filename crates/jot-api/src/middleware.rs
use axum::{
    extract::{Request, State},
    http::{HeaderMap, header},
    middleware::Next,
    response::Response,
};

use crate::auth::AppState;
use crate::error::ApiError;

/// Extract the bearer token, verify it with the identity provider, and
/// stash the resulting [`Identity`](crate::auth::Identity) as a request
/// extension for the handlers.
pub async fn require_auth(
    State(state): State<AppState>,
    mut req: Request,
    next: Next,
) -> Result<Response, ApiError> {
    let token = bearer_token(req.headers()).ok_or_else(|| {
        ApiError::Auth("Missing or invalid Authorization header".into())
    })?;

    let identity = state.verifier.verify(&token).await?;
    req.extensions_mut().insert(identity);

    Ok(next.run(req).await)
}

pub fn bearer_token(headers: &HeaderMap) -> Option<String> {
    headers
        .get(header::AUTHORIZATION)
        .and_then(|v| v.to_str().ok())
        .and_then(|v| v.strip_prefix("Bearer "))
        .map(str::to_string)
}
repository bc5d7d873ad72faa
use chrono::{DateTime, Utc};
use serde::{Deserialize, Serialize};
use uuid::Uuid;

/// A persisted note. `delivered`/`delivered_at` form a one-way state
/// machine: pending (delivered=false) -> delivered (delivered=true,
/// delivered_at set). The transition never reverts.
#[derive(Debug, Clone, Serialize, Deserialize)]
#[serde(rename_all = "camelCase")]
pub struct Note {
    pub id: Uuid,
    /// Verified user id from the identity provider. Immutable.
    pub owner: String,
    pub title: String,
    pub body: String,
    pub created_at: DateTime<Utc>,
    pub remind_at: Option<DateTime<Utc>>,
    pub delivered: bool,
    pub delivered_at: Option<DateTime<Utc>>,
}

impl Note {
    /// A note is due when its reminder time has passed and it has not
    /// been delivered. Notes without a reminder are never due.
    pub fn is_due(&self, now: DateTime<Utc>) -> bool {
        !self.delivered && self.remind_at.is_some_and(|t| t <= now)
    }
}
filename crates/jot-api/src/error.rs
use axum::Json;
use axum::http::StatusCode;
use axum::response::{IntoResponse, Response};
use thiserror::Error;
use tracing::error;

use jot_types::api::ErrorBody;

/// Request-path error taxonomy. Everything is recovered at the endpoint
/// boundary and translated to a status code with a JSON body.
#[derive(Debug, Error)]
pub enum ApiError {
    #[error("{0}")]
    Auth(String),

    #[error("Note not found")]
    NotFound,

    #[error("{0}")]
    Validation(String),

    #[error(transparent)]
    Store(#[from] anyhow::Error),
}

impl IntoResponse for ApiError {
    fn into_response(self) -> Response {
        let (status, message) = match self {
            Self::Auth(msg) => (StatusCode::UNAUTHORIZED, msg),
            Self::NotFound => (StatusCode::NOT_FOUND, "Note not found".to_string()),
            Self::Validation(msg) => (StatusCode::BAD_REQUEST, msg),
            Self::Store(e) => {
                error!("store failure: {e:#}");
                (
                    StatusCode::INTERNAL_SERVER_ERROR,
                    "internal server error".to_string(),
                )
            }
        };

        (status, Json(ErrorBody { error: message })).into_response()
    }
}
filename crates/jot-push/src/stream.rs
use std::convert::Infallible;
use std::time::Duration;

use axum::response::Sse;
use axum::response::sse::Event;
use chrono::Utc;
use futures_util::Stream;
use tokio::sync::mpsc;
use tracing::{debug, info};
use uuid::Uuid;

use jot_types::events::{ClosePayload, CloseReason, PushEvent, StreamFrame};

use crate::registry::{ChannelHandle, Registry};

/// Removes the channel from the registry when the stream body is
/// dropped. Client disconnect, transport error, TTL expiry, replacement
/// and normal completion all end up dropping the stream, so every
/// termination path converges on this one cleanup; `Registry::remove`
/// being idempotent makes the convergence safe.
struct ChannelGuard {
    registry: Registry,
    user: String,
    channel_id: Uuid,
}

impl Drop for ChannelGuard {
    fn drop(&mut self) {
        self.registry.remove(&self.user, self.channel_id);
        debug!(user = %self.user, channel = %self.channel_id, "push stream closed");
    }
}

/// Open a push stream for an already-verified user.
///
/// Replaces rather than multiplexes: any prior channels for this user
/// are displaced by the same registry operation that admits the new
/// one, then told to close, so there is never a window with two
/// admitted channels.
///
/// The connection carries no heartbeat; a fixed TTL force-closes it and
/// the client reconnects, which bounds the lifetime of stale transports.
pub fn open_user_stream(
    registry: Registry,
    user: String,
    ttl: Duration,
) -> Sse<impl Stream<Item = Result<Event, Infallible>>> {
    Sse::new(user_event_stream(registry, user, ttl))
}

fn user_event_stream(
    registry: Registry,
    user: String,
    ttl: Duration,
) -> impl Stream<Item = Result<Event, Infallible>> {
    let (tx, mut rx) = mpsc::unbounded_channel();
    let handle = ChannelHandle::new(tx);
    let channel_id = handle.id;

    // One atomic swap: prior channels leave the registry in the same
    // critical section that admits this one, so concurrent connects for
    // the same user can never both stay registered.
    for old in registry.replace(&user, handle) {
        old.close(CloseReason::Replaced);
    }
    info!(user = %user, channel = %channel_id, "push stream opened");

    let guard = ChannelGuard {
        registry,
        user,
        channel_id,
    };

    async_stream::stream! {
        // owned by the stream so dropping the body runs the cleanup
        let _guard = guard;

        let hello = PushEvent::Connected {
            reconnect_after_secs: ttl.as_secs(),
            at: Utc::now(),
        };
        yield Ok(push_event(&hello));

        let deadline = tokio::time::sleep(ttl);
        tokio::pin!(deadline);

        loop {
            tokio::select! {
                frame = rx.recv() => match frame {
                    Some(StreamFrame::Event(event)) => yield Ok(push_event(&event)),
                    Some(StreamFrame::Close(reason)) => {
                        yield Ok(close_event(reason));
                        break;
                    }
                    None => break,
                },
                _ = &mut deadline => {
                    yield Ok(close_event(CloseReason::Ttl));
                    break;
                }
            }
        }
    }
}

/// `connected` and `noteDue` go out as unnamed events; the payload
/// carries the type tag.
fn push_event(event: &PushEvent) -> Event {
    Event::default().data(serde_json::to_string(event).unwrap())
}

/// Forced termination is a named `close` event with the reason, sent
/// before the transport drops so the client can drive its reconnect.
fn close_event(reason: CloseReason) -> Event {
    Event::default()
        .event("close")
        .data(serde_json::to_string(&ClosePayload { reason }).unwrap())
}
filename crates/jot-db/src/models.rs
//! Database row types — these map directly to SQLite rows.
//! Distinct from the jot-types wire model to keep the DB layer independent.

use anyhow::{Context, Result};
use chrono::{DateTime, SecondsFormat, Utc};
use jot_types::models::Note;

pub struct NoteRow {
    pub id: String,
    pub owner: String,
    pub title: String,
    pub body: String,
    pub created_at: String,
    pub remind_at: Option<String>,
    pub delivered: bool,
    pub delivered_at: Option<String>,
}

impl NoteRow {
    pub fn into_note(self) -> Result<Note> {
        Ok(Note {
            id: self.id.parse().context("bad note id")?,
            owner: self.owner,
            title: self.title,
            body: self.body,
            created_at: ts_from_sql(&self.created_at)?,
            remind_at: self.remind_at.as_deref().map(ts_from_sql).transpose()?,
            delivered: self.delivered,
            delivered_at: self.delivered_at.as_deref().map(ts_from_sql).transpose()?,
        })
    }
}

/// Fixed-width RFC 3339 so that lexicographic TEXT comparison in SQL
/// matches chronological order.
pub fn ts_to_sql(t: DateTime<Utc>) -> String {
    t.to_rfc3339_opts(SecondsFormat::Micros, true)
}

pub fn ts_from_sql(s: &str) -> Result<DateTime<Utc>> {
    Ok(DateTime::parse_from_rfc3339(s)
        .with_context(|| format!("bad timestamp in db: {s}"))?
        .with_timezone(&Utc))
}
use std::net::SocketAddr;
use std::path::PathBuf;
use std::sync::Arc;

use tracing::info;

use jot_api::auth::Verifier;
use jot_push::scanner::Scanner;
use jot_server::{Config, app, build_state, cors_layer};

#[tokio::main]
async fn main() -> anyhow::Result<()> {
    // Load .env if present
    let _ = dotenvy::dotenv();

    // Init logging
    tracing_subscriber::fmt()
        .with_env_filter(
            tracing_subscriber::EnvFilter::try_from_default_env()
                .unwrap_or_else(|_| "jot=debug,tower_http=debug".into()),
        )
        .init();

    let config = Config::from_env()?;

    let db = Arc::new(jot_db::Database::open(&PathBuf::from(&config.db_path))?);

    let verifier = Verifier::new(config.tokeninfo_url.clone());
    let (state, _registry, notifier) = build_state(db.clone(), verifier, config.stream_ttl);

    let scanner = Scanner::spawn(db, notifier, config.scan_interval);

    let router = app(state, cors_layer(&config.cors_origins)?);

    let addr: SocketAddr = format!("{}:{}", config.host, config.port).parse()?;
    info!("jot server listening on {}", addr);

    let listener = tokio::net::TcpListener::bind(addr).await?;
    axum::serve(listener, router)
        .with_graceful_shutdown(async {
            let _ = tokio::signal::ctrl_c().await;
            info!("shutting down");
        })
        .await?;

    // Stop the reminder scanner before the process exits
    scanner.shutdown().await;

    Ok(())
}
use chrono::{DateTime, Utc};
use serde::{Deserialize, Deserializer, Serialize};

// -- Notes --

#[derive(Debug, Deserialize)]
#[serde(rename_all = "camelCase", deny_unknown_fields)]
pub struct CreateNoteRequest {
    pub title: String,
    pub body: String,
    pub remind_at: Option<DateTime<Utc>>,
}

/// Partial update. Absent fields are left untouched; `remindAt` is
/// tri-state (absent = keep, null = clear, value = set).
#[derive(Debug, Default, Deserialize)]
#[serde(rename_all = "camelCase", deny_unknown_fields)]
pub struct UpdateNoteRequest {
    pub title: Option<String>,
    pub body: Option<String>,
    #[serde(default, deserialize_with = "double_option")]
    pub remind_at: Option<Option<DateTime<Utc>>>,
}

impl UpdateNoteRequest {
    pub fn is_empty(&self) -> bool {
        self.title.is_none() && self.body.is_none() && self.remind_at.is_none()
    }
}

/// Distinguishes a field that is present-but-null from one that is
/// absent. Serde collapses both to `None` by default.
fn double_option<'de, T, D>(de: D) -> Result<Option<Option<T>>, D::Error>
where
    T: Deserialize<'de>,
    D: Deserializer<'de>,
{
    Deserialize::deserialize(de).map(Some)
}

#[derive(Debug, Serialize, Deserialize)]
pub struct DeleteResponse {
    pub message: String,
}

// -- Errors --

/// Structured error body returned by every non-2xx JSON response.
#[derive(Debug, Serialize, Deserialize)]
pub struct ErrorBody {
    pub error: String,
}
---
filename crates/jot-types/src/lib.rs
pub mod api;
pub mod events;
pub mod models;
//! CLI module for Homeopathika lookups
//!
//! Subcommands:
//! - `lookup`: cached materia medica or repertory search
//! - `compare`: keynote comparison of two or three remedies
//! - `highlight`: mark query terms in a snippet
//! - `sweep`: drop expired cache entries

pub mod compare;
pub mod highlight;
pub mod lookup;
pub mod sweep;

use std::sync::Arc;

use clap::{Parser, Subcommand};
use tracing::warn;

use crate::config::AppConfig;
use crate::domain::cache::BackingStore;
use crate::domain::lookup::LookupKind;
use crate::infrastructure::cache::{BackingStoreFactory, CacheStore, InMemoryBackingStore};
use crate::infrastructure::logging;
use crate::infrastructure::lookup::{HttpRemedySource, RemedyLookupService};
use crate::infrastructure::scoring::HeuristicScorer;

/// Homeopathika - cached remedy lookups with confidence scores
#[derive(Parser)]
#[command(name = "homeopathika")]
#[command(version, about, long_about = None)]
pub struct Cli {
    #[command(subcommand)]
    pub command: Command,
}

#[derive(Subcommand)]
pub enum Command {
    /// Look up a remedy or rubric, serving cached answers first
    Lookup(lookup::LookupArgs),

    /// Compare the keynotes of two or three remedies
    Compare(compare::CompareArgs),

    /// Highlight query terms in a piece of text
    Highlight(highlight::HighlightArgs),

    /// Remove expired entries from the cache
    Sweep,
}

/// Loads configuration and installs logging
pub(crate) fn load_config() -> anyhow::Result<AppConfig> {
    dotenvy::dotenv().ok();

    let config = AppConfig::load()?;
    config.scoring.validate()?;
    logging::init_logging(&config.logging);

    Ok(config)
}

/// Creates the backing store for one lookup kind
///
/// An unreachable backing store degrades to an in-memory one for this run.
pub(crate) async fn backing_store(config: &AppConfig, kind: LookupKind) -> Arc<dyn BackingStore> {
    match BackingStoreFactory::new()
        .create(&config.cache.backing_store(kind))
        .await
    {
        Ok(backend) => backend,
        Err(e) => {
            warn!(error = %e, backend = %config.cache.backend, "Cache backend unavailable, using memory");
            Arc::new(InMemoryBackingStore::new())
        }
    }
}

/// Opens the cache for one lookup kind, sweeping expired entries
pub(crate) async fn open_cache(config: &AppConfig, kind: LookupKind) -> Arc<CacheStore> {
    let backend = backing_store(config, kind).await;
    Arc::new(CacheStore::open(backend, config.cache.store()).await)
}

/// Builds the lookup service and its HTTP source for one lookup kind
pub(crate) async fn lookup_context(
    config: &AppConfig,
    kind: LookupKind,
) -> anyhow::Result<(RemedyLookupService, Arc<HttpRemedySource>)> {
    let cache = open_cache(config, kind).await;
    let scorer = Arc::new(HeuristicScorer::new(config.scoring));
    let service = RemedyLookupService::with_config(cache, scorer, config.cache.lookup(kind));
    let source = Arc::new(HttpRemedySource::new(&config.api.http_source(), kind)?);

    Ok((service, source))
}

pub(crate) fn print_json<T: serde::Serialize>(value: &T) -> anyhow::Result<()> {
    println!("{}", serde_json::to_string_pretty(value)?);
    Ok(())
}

#### [Problem requirements]
Beginning with the line above that contains "filename crates/jot-api/src/middleware.rs", copy each line exactly up to and including the line that contains "use crate::error::ApiError;", and go no further.

#### [Result of the task]
filename crates/jot-api/src/middleware.rs
use axum::{
    extract::{Request, State},
    http::{HeaderMap, header},
    middleware::Next,
    response::Response,
};

use crate::auth::AppState;
use crate::error::ApiError;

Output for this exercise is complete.